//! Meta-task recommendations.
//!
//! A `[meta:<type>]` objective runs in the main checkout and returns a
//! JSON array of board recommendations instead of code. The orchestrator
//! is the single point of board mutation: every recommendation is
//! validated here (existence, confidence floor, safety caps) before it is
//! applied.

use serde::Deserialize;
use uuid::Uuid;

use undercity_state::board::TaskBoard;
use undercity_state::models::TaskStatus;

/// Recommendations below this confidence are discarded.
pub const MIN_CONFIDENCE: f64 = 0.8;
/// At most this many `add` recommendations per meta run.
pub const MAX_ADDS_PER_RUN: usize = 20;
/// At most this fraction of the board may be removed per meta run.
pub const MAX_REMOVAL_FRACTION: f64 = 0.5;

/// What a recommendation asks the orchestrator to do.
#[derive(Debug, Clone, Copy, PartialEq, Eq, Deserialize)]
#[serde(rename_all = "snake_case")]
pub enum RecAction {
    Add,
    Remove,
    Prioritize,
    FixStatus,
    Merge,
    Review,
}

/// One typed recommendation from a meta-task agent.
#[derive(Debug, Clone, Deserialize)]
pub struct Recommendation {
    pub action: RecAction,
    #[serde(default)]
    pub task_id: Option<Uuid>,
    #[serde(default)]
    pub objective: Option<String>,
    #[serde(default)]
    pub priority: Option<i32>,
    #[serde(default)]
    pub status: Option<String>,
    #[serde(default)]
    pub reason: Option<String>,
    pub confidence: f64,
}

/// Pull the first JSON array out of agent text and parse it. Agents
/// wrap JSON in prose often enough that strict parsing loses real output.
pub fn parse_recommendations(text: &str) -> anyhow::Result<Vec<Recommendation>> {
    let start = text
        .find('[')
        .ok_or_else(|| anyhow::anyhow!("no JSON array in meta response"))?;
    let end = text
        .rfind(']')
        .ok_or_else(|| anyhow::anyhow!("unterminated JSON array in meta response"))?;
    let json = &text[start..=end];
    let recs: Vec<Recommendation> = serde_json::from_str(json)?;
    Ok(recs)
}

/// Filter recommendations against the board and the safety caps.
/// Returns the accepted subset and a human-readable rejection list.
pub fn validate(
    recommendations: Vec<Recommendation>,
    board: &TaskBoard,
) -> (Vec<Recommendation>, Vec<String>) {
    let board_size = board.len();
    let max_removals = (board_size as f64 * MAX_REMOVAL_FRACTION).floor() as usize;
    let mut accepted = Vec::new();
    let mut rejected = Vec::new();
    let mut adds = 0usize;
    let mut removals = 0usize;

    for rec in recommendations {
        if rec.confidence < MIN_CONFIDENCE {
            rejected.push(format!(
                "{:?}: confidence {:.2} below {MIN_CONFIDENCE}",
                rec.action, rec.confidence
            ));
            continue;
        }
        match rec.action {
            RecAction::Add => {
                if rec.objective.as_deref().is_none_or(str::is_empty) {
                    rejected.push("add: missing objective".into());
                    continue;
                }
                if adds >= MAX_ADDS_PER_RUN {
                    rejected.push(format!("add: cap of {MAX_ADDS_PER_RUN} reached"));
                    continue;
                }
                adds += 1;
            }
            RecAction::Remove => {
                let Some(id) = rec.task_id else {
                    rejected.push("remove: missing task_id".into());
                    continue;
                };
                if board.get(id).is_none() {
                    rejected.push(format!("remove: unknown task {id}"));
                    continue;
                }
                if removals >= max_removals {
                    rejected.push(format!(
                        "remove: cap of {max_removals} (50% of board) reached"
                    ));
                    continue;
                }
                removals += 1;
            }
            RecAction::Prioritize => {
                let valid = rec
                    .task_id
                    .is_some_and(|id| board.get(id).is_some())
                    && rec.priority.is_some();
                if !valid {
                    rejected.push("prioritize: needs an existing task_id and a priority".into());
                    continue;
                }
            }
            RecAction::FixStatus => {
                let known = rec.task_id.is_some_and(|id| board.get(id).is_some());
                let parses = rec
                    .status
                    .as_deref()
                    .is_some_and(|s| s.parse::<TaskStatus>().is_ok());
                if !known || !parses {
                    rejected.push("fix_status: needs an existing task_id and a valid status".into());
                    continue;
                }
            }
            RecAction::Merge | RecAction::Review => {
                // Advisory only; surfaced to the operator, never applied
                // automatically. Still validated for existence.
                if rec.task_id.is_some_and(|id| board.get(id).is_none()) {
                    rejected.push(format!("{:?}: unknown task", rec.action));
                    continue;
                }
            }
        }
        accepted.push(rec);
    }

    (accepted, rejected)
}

== == ==

EXERCISE AIM.
The answer should contain every line of the data, unchanged.

TASK RESPONSE.
//! Meta-task recommendations.
//!
//! A `[meta:<type>]` objective runs in the main checkout and returns a
//! JSON array of board recommendations instead of code. The orchestrator
//! is the single point of board mutation: every recommendation is
//! validated here (existence, confidence floor, safety caps) before it is
//! applied.

use serde::Deserialize;
use uuid::Uuid;

use undercity_state::board::TaskBoard;
use undercity_state::models::TaskStatus;

/// Recommendations below this confidence are discarded.
pub const MIN_CONFIDENCE: f64 = 0.8;
/// At most this many `add` recommendations per meta run.
pub const MAX_ADDS_PER_RUN: usize = 20;
/// At most this fraction of the board may be removed per meta run.
pub const MAX_REMOVAL_FRACTION: f64 = 0.5;

/// What a recommendation asks the orchestrator to do.
#[derive(Debug, Clone, Copy, PartialEq, Eq, Deserialize)]
#[serde(rename_all = "snake_case")]
pub enum RecAction {
    Add,
    Remove,
    Prioritize,
    FixStatus,
    Merge,
    Review,
}

/// One typed recommendation from a meta-task agent.
#[derive(Debug, Clone, Deserialize)]
pub struct Recommendation {
    pub action: RecAction,
    #[serde(default)]
    pub task_id: Option<Uuid>,
    #[serde(default)]
    pub objective: Option<String>,
    #[serde(default)]
    pub priority: Option<i32>,
    #[serde(default)]
    pub status: Option<String>,
    #[serde(default)]
    pub reason: Option<String>,
    pub confidence: f64,
}

/// Pull the first JSON array out of agent text and parse it. Agents
/// wrap JSON in prose often enough that strict parsing loses real output.
pub fn parse_recommendations(text: &str) -> anyhow::Result<Vec<Recommendation>> {
    let start = text
        .find('[')
        .ok_or_else(|| anyhow::anyhow!("no JSON array in meta response"))?;
    let end = text
        .rfind(']')
        .ok_or_else(|| anyhow::anyhow!("unterminated JSON array in meta response"))?;
    let json = &text[start..=end];
    let recs: Vec<Recommendation> = serde_json::from_str(json)?;
    Ok(recs)
}

/// Filter recommendations against the board and the safety caps.
/// Returns the accepted subset and a human-readable rejection list.
pub fn validate(
    recommendations: Vec<Recommendation>,
    board: &TaskBoard,
) -> (Vec<Recommendation>, Vec<String>) {
    let board_size = board.len();
    let max_removals = (board_size as f64 * MAX_REMOVAL_FRACTION).floor() as usize;
    let mut accepted = Vec::new();
    let mut rejected = Vec::new();
    let mut adds = 0usize;
    let mut removals = 0usize;

    for rec in recommendations {
        if rec.confidence < MIN_CONFIDENCE {
            rejected.push(format!(
                "{:?}: confidence {:.2} below {MIN_CONFIDENCE}",
                rec.action, rec.confidence
            ));
            continue;
        }
        match rec.action {
            RecAction::Add => {
                if rec.objective.as_deref().is_none_or(str::is_empty) {
                    rejected.push("add: missing objective".into());
                    continue;
                }
                if adds >= MAX_ADDS_PER_RUN {
                    rejected.push(format!("add: cap of {MAX_ADDS_PER_RUN} reached"));
                    continue;
                }
                adds += 1;
            }
            RecAction::Remove => {
                let Some(id) = rec.task_id else {
                    rejected.push("remove: missing task_id".into());
                    continue;
                };
                if board.get(id).is_none() {
                    rejected.push(format!("remove: unknown task {id}"));
                    continue;
                }
                if removals >= max_removals {
                    rejected.push(format!(
                        "remove: cap of {max_removals} (50% of board) reached"
                    ));
                    continue;
                }
                removals += 1;
            }
            RecAction::Prioritize => {
                let valid = rec
                    .task_id
                    .is_some_and(|id| board.get(id).is_some())
                    && rec.priority.is_some();
                if !valid {
                    rejected.push("prioritize: needs an existing task_id and a priority".into());
                    continue;
                }
            }
            RecAction::FixStatus => {
                let known = rec.task_id.is_some_and(|id| board.get(id).is_some());
                let parses = rec
                    .status
                    .as_deref()
                    .is_some_and(|s| s.parse::<TaskStatus>().is_ok());
                if !known || !parses {
                    rejected.push("fix_status: needs an existing task_id and a valid status".into());
                    continue;
                }
            }
            RecAction::Merge | RecAction::Review => {
                // Advisory only; surfaced to the operator, never applied
                // automatically. Still validated for existence.
                if rec.task_id.is_some_and(|id| board.get(id).is_none()) {
                    rejected.push(format!("{:?}: unknown task", rec.action));
                    continue;
                }
            }
        }
        accepted.push(rec);
    }

    (accepted, rejected)
}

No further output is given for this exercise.